A spokesperson for one of the bill’s co-sponsors, Sen. Ben Allen, D-Santa Monica, said in an email that he was “extraordinarily disappointed.”
Doug Cress, vice president of conservation at the Ocean Conservancy, said in a statement that California “missed an important opportunity to become a leader on one of the most pressing challenges facing the ocean today: plastic pollution.”
Last year, when the bill fell apart despite heavy grassroots support, advocates blamed opposition from the industry and infighting among supporters over late amendments added by the Newsom administration. After the bill failed, the administration expressed its support for coming back with another attempt.
This year, lawmakers narrowed the legislation to apply to single-use plastic products as opposed to those made of all materials. Expressing optimism that the bill would pass, Geoff Shester, campaign director for the environmental nonprofit Oceana, said during the final weeks of the session that supporters were engaging “in a full court press.”
A coalition of industry groups opposed the plan, stating in an Aug. 14 letter to lawmakers that the legislation didn’t do enough to enhance the infrastructure required to meet the new mandates.
In the letter, the Plastics Industry Association, American Chemistry Council, California Chamber of Commerce and over two dozen other groups said recent amendments were “complicated and open to significant interpretation by CalRecycle thereby creating uncertainty for the regulated community.”
Lockdown Slows Plan for Ballot Initiative
After the bill failed last year, advocates raised the prospect of a more aggressive strategy: banning single-use plastics altogether through an initiative on the November 2020 ballot.
“The opponents of the legislation will regret rejecting the deal that was offered this year,” Shester said after the measure’s failure in 2019.
Recology, a San Francisco-based waste management company, put $1 million behind the ballot effort.
But those plans were thrown into disarray by the state’s coronavirus lockdown, according to Eric Potashner, director of strategic affairs for Recology.
When Newsom issued a statewide shelter-in-place order last March, signature-gathering ground to a halt, still 150,000 names short of the roughly 620,000 needed to qualify for the November election.
“We slowly ramped it back up, but we missed the deadline for this year,” Potashner said. “We submitted this month, and we feel very confident that we have more than enough to qualify for the November 2022 election.”
Assemblywoman Gonzalez warned members before the vote that passage of the bill was their chance to “have a hand in what this looks like” instead of allowing “other people to do it for us.”
“I want to remind folks that we can act or we can wait for a proposition to be put on the ballot and pass, because it will pass,” she said.
Recycled Bottle Bill Passes
Environmentalists could at least take heart in the passage of another recycling bill, which is on its way to the governor after lawmakers approved it on Sunday.
The legislation, AB 793, requires manufacturers in California to incorporate recycled plastic into new bottles.
A similar version of that bill passed both state houses last year by wide margins but was vetoed by Newsom, who opposed one of the amendments.

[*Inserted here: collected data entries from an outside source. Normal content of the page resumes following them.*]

// SPDX-License-Identifier: MPL-2.0
use crate::app::config::Config;
use fluent_bundle::{FluentArgs, FluentBundle, FluentResource};
use rust_embed::RustEmbed;
use std::collections::HashMap;
use unic_langid::LanguageIdentifier;

#[derive(RustEmbed)]
#[folder = "assets/i18n/"]
struct Asset;

const DEFAULT_LOCALE: &str = "en-US";

fn default_locale() -> LanguageIdentifier {
    DEFAULT_LOCALE.parse().unwrap_or_default()
}

pub struct I18n {
    bundles: HashMap<LanguageIdentifier, FluentBundle<FluentResource>>,
    available_locales: Vec<LanguageIdentifier>,
    current_locale: LanguageIdentifier,
}

impl std::fmt::Debug for I18n {
    fn fmt(&self, f: &mut std::fmt::Formatter<'_>) -> std::fmt::Result {
        f.debug_struct("I18n")
            .field("available_locales", &self.available_locales)
            .field("current_locale", &self.current_locale)
            .finish()
    }
}

impl Default for I18n {
    fn default() -> Self {
        Self::new(None, &Config::default())
    }
}

impl I18n {
    pub fn new(cli_lang: Option<String>, config: &Config) -> Self {
        let mut bundles = HashMap::new();
        let mut available_locales = Vec::new();

        for file in Asset::iter() {
            let filename = file.as_ref();
            let Some(locale_str) = filename.strip_suffix(".ftl") else {
                continue;
            };
            let Ok(locale) = locale_str.parse::<LanguageIdentifier>() else {
                tracing::warn!(file = filename, "translation file has an invalid locale name");
                continue;
            };
            let Some(content) = Asset::get(filename) else {
                continue;
            };
            let source = String::from_utf8_lossy(content.data.as_ref()).to_string();
            let resource = match FluentResource::try_new(source) {
                Ok(resource) => resource,
                Err((resource, errors)) => {
                    tracing::warn!(
                        file = filename,
                        count = errors.len(),
                        "translation file has syntax errors"
                    );
                    resource
                }
            };
            let mut bundle = FluentBundle::new(vec![locale.clone()]);
            bundle.set_use_isolating(false);
            if let Err(errors) = bundle.add_resource(resource) {
                tracing::warn!(file = filename, count = errors.len(), "duplicate translation keys");
            }
            bundles.insert(locale.clone(), bundle);
            available_locales.push(locale);
        }
        available_locales.sort_by_key(|locale| locale.to_string());

        let current_locale =
            resolve_locale(cli_lang, config, &available_locales).unwrap_or_else(default_locale);

        Self {
            bundles,
            available_locales,
            current_locale,
        }
    }

    pub fn set_locale(&mut self, locale: LanguageIdentifier) {
        if self.bundles.contains_key(&locale) {
            self.current_locale = locale;
        }
    }

    #[must_use]
    pub fn current_locale(&self) -> &LanguageIdentifier {
        &self.current_locale
    }

    #[must_use]
    pub fn available_locales(&self) -> &[LanguageIdentifier] {
        &self.available_locales
    }

    pub fn tr(&self, key: &str) -> String {
        self.format(key, None)
    }

    /// Translates `key`, substituting Fluent variables from `args`.
    pub fn tr_with_args(&self, key: &str, args: &[(&str, &str)]) -> String {
        let mut fluent_args = FluentArgs::new();
        for (name, value) in args {
            fluent_args.set(*name, value.to_string());
        }
        self.format(key, Some(&fluent_args))
    }

    fn format(&self, key: &str, args: Option<&FluentArgs>) -> String {
        let bundle = self
            .bundles
            .get(&self.current_locale)
            .or_else(|| self.bundles.get(&default_locale()));
        if let Some(bundle) = bundle {
            if let Some(pattern) = bundle.get_message(key).and_then(|msg| msg.value()) {
                let mut errors = vec![];
                let value = bundle.format_pattern(pattern, args, &mut errors);
                if errors.is_empty() {
                    return value.to_string();
                }
            }
        }
        format!("MISSING: {}", key)
    }
}

fn parse_available(lang_str: &str, available: &[LanguageIdentifier]) -> Option<LanguageIdentifier> {
    lang_str
        .parse::<LanguageIdentifier>()
        .ok()
        .filter(|lang| available.contains(lang))
}

fn resolve_locale(
    cli_lang: Option<String>,
    config: &Config,
    available: &[LanguageIdentifier],
) -> Option<LanguageIdentifier> {
    // 1. Check CLI args
    if let Some(lang) = cli_lang.as_deref().and_then(|s| parse_available(s, available)) {
        return Some(lang);
    }

    // 2. Check config file
    if let Some(lang) = config
        .general
        .language
        .as_deref()
        .and_then(|s| parse_available(s, available))
    {
        return Some(lang);
    }

    // 3. Check OS locale
    sys_locale::get_locale().and_then(|s| parse_available(&s, available))
}

#[cfg(test)]
mod tests {
    use super::*;

    fn available() -> Vec<LanguageIdentifier> {
        vec!["en-US".parse().unwrap(), "fr".parse().unwrap()]
    }

    #[test]
    fn resolve_locale_prefers_cli() {
        let mut config = Config::default();
        config.general.language = Some("en-US".to_string());
        let lang = resolve_locale(Some("fr".to_string()), &config, &available());
        assert_eq!(lang, Some("fr".parse().unwrap()));
    }

    #[test]
    fn resolve_locale_uses_config() {
        let mut config = Config::default();
        config.general.language = Some("fr".to_string());
        let lang = resolve_locale(None, &config, &available());
        assert_eq!(lang, Some("fr".parse().unwrap()));
    }

    #[test]
    fn resolve_locale_ignores_unknown_cli_language() {
        let mut config = Config::default();
        config.general.language = Some("fr".to_string());
        let lang = resolve_locale(Some("xx".to_string()), &config, &available());
        assert_eq!(lang, Some("fr".parse().unwrap()));
    }

    #[test]
    fn embedded_locales_are_loaded() {
        let i18n = I18n::new(Some("en-US".to_string()), &Config::default());
        assert!(i18n
            .available_locales()
            .contains(&"en-US".parse().unwrap()));
        assert!(i18n.available_locales().contains(&"fr".parse().unwrap()));
    }

    #[test]
    fn tr_returns_translation() {
        let i18n = I18n::new(Some("en-US".to_string()), &Config::default());
        assert_eq!(i18n.tr("gallery-close"), "Close");
    }

    #[test]
    fn tr_missing_key_is_marked() {
        let i18n = I18n::new(Some("en-US".to_string()), &Config::default());
        assert_eq!(i18n.tr("no-such-key"), "MISSING: no-such-key");
    }

    #[test]
    fn tr_with_args_substitutes_without_isolation_marks() {
        let i18n = I18n::new(Some("en-US".to_string()), &Config::default());
        let text = i18n.tr_with_args("card-counter", &[("current", "2"), ("total", "5")]);
        assert_eq!(text, "2 / 5");
    }

    #[test]
    fn set_locale_switches_language() {
        let mut i18n = I18n::new(Some("en-US".to_string()), &Config::default());
        i18n.set_locale("fr".parse().unwrap());
        assert_eq!(i18n.current_locale(), &"fr".parse::<LanguageIdentifier>().unwrap());
        assert_ne!(i18n.tr("gallery-close"), "MISSING: gallery-close");
    }

    #[test]
    fn set_locale_ignores_unavailable() {
        let mut i18n = I18n::new(Some("en-US".to_string()), &Config::default());
        i18n.set_locale("de".parse().unwrap());
        assert_eq!(
            i18n.current_locale(),
            &"en-US".parse::<LanguageIdentifier>().unwrap()
        );
    }
}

“The time has come for shared responsibility,” said co-sponsor Phil Ting, D-San Francisco, in a statement. “Our environment suffers when companies keep making new plastic every time they need a drink container. They need to reuse what they’ve already made. If we don’t make this shift, we will have more plastic than fish in our oceans by 2050.”
If signed by Newsom, California will mandate plastic beverage bottles used for soda, water and juice contain at least 50% recycled material by the year 2030, a goal that Ting’s office says would be the most ambitious in the world.
A Lot of Plastic
Legislative activity around plastic pollution comes amid a growing awareness of the scope of the problem, which is exacerbated by the material’s extreme durability. A plastic coffee lid used by a consumer for only the half hour it takes to drink a latte can end up in the ocean, where it will break down into little bits of microplastic, taking hundreds of even thousands of years to decompose.
Less than 15% of California’s single-use plastic is recycled, according to the bill’s authors. Until recently, California shipped its recyclables oversees, but the market for the state’s soiled plastic has disappeared.
Researchers last year found that Monterey Bay is full of these confetti-sized-or-smaller plastic scraps, and Lake Tahoe has a similar problem. The average person in the U.S. ingests between 74,000 and 121,000 particles of plastic in food and beverages each year, according to one study.
According to the federal Environmental Protection Agency, plastic containers and packaging accounted for 14 million tons of waste in 2017, more than any other municipal waste category.
Plastic waste in oceans kills a million seabirds and 100,000 dolphins every year, according to the United Nations.
The problem will probably only get worse: A UC Santa Barbara study conducted in 2017 found that half of all the plastic ever produced was manufactured in the previous 13 years.